For centuries, the only way to get a shoe to stick on a horse’s hoof was to nail it on. Sometimes that didn’t work because the feet were in too poor condition to hold the nails. Compounding the problem was when a nail was driven into the hoof wall-even a healthy hoof-it weakened the wall.
If a farrier starts with a brittle or crumbling hoof, yet still manages to get nails and clips to hold, only the portion of the hoof wall with integrity will bear the added stress of holding on the shoe. It, too, will soon become damaged. It’s a Catch-22: Leave the shoe off a bad foot and it gets worse; nail the shoe on to protect the hoof, and it may solve one problem yet cause another.
In the last decade, researchers have tested different types of glue-on shoes and methods of attaching them. The most widely accepted of these shoes, the Sigafoos Series Glu-On, was termed a “composite” because it consisted of a traditional shoe, a polyurethane pad and a braided fabric cup.
To glue the shoe on, the fabric is soaked with acrylic adhesive and the cuff taped in place on the hoof for 10 minutes until the bonding material dries. Sigafoos now offers the Sigafoos Series II Glu-On shoes.

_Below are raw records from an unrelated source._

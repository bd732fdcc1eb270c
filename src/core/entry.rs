use std::collections::BTreeMap;

use chrono::{DateTime, Utc};
use http::HeaderMap;
use serde::{Serialize, Serializer};
use uuid::Uuid;

/// Body of a captured request, carried verbatim from capture to forward.
///
/// JSON bodies stay structured so they can be re-sent as JSON; anything
/// else is carried as raw bytes. No schema is assumed either way.
#[derive(Debug, Clone, PartialEq)]
pub enum Payload {
    Json(serde_json::Value),
    Raw(Vec<u8>),
    Empty,
}

impl Payload {
    /// Classify a captured body from its content type and bytes.
    ///
    /// A body is parsed as JSON when the content type says so, or when
    /// no content type was sent and the bytes happen to parse. A JSON
    /// content type with unparseable bytes falls back to raw.
    pub fn from_bytes(content_type: Option<&str>, bytes: &[u8]) -> Self {
        if bytes.is_empty() {
            return Self::Empty;
        }
        let try_json = content_type.map(|ct| ct.contains("json")).unwrap_or(true);
        if try_json {
            if let Ok(value) = serde_json::from_slice(bytes) {
                return Self::Json(value);
            }
        }
        Self::Raw(bytes.to_vec())
    }

    pub fn is_empty(&self) -> bool {
        matches!(self, Self::Empty)
    }
}

impl Serialize for Payload {
    fn serialize<S: Serializer>(&self, serializer: S) -> std::result::Result<S::Ok, S::Error> {
        match self {
            Self::Json(value) => value.serialize(serializer),
            Self::Raw(bytes) => serializer.serialize_str(&String::from_utf8_lossy(bytes)),
            Self::Empty => serializer.serialize_none(),
        }
    }
}

/// One intercepted request awaiting operator disposition.
///
/// Entries are immutable value objects: created by capture, read by the
/// inspection page and the manage path, and destroyed by eviction,
/// deletion, or release. Serialized camelCase to match the capture
/// acknowledgment wire format.
#[derive(Debug, Clone, Serialize)]
#[serde(rename_all = "camelCase")]
pub struct CapturedEntry {
    pub id: Uuid,
    pub captured_on: DateTime<Utc>,
    pub method: String,
    pub target_url: String,
    /// Allow-listed headers only; keys lowercased, values verbatim.
    pub headers: BTreeMap<String, Vec<String>>,
    pub body: Payload,
}

impl CapturedEntry {
    /// Mint a new entry with a fresh id and the current time.
    pub fn new(
        method: String,
        target_url: String,
        headers: BTreeMap<String, Vec<String>>,
        body: Payload,
    ) -> Self {
        Self {
            id: Uuid::new_v4(),
            captured_on: Utc::now(),
            method,
            target_url,
            headers,
            body,
        }
    }

    /// `"METHOD url"`, as used in logs and transport-failure reports.
    pub fn request_line(&self) -> String {
        format!("{} {}", self.method, self.target_url)
    }

    /// Plain-text rendering: request line, then headers sorted by name,
    /// then the pretty-printed body, blank-line separated.
    pub fn format_for_display(&self) -> String {
        let mut display = self.request_line();
        let headers = self
            .headers
            .iter()
            .map(|(name, values)| format!("{name}: {}", values.join(", ")))
            .collect::<Vec<_>>()
            .join("\n");
        if !headers.is_empty() {
            display.push_str("\n\n");
            display.push_str(&headers);
        }
        let body = match &self.body {
            Payload::Json(value) => serde_json::to_string_pretty(value).unwrap_or_default(),
            Payload::Raw(bytes) => String::from_utf8_lossy(bytes).into_owned(),
            Payload::Empty => String::new(),
        };
        if !body.is_empty() {
            display.push_str("\n\n");
            display.push_str(&body);
        }
        display
    }
}

/// Keep only headers whose name is on the allow-list.
///
/// Keys come out lowercased (header names are case-insensitive), values
/// are kept exactly as received; repeated headers keep all values.
pub fn filter_headers(headers: &HeaderMap, allow: &[String]) -> BTreeMap<String, Vec<String>> {
    let mut filtered: BTreeMap<String, Vec<String>> = BTreeMap::new();
    for (name, value) in headers {
        let name = name.as_str();
        if !allow.iter().any(|allowed| allowed.eq_ignore_ascii_case(name)) {
            continue;
        }
        filtered
            .entry(name.to_string())
            .or_default()
            .push(String::from_utf8_lossy(value.as_bytes()).into_owned());
    }
    filtered
}

#[cfg(test)]
mod tests {
    use super::*;
    use http::header::{HeaderName, HeaderValue};
    use serde_json::json;

    fn allow(names: &[&str]) -> Vec<String> {
        names.iter().map(|n| n.to_string()).collect()
    }

    #[test]
    fn filters_headers_case_insensitively() {
        let mut headers = HeaderMap::new();
        headers.insert("authorization", HeaderValue::from_static("Basic abc"));
        headers.insert("example", HeaderValue::from_static("x"));

        let filtered = filter_headers(&headers, &allow(&["authorization"]));

        assert_eq!(filtered.len(), 1);
        assert_eq!(filtered["authorization"], vec!["Basic abc"]);
    }

    #[test]
    fn keeps_repeated_header_values() {
        let mut headers = HeaderMap::new();
        let name = HeaderName::from_static("x-trace");
        headers.append(&name, HeaderValue::from_static("one"));
        headers.append(&name, HeaderValue::from_static("two"));

        let filtered = filter_headers(&headers, &allow(&["X-Trace"]));

        assert_eq!(filtered["x-trace"], vec!["one", "two"]);
    }

    #[test]
    fn classifies_payloads() {
        assert_eq!(Payload::from_bytes(None, b""), Payload::Empty);
        assert_eq!(
            Payload::from_bytes(Some("application/json"), br#"{"a":1}"#),
            Payload::Json(json!({"a": 1}))
        );
        assert_eq!(
            Payload::from_bytes(Some("text/plain"), b"hello"),
            Payload::Raw(b"hello".to_vec())
        );
        // JSON content type with a broken body stays opaque
        assert_eq!(
            Payload::from_bytes(Some("application/json"), b"{broken"),
            Payload::Raw(b"{broken".to_vec())
        );
    }

    #[test]
    fn entry_serializes_camel_case() {
        let entry = CapturedEntry::new(
            "POST".into(),
            "http://example.test/hook".into(),
            BTreeMap::new(),
            Payload::Json(json!({"a": 1})),
        );
        let value = serde_json::to_value(&entry).unwrap();
        assert_eq!(value["targetUrl"], "http://example.test/hook");
        assert!(value["capturedOn"].is_string());
        assert_eq!(value["body"]["a"], 1);
    }

    #[test]
    fn display_format_orders_headers_by_name() {
        let mut headers = BTreeMap::new();
        headers.insert("b-header".to_string(), vec!["2".to_string()]);
        headers.insert("a-header".to_string(), vec!["1".to_string()]);
        let entry = CapturedEntry::new(
            "GET".into(),
            "http://example.test".into(),
            headers,
            Payload::Empty,
        );

        let display = entry.format_for_display();
        assert!(display.starts_with("GET http://example.test\n\na-header: 1\nb-header: 2"));
    }
}
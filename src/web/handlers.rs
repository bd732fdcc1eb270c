use axum::Json;
use axum::body::Bytes;
use axum::extract::{Query, State};
use axum::http::{HeaderMap, Method, StatusCode, header};
use axum::response::Html;
use serde::Deserialize;
use tracing::{error, warn};

use super::{AppState, Result, WebError, view};
use crate::core::{CapturedEntry, OutboxError, Payload};
use crate::facade::ManageCommand;

#[derive(Debug, Deserialize)]
pub struct CaptureParams {
    #[serde(rename = "targetUrl")]
    target_url: Option<String>,
}

/// Capture an inbound request of any method and acknowledge with the
/// stored entry.
pub async fn capture(
    State(outbox): State<AppState>,
    method: Method,
    Query(params): Query<CaptureParams>,
    headers: HeaderMap,
    body: Bytes,
) -> Result<Json<CapturedEntry>> {
    let content_type = headers
        .get(header::CONTENT_TYPE)
        .and_then(|value| value.to_str().ok());
    let payload = Payload::from_bytes(content_type, &body);

    let entry = outbox
        .capture(method.as_str(), params.target_url.as_deref(), &headers, payload)
        .await
        .map_err(|err| {
            if !matches!(err, OutboxError::MissingTarget) {
                warn!(error = %err, "capturing request failed");
            }
            WebError::from(err)
        })?;

    Ok(Json((*entry).clone()))
}

/// Apply an operator batch. 200 with an empty body on success; 500 with
/// the failing forward's description on a transport failure.
pub async fn manage(
    State(outbox): State<AppState>,
    Json(command): Json<ManageCommand>,
) -> Result<StatusCode> {
    outbox.manage(command).await.map_err(|err| {
        if let OutboxError::ForwardTransport(failure) = &err {
            error!(request = %failure.request, reason = %failure.reason, "forwarding failed");
        }
        WebError::from(err)
    })?;
    Ok(StatusCode::OK)
}

/// Inspection page: current entries, most recent capture first.
pub async fn index(State(outbox): State<AppState>) -> Html<String> {
    let entries = outbox.entries().await;
    Html(view::render_manage_page(&outbox.config().callback, &entries))
}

The Series II is a two-component shoe-a plate and a cuff. You just draw the outline of the horse’s foot on the plate and cut it out with a jigsaw. It’s very easy to use, and a lot of owners are doing it themselves now. The cuff glues directly to the plate. You don’t have to hammer anything or awkwardly bend a piece of steel.
It’s a very simple, easy system that gives tremendous latitude as to what kind of shoe to make: heart-bar, egg-bar, full plate, hospital plate and different types of treaded shoes, Sigafoos said.
Stronger Hoof Walls
Unlike nail-on shoes that concentrate stress on the segments where nails bind the shoe to the hoof wall, bonding the cuff to the hoof wall provides a much larger surface area to dissipate the load every time a horse’s foot hits the ground. Continuous stress at the nail holes when a horse takes a step creates structural damage to the hoof wall. However, when glue-on shoes eliminate this problem, the hoof wall is able to develop healthier and stronger. Horses with problem hooves especially benefit from the new technology.
Suitable for Competition
While early versions of glue-on shoes have been met with skepticism, the newer-generation products have proven effective for competition horses. In the 1990s, an Olympic silver medalist was one of the first competitors to use glue-on shoes, winning the three-day event at Fair Hill, Md. wearing them.
Start with a Queens Plate racing plate, which reduces tendon strain and muscle pulls. Prepare the hoof, and then uses Equilox to bond the shoe to the hoof bottom. Equilox is an acrylic-bonding agent that contains a polymethyl methacrylate bone cement originally used in human hip-replacement surgery. The product must be mixed carefully to achieve the proper consistency for a good bond. At the same time, the farrier must work quickly because the acrylic begins to set even as he molds it to the hoof.
This method has worked on a number of track horses whose training programs ordinarily would have been altered-or even suspended-because their feet were too bad to hold shoes. These horses have stayed in training and raced wearing the glue-on shoes, which never budged under the impact of more than seven tons per square inch at peak racing speed.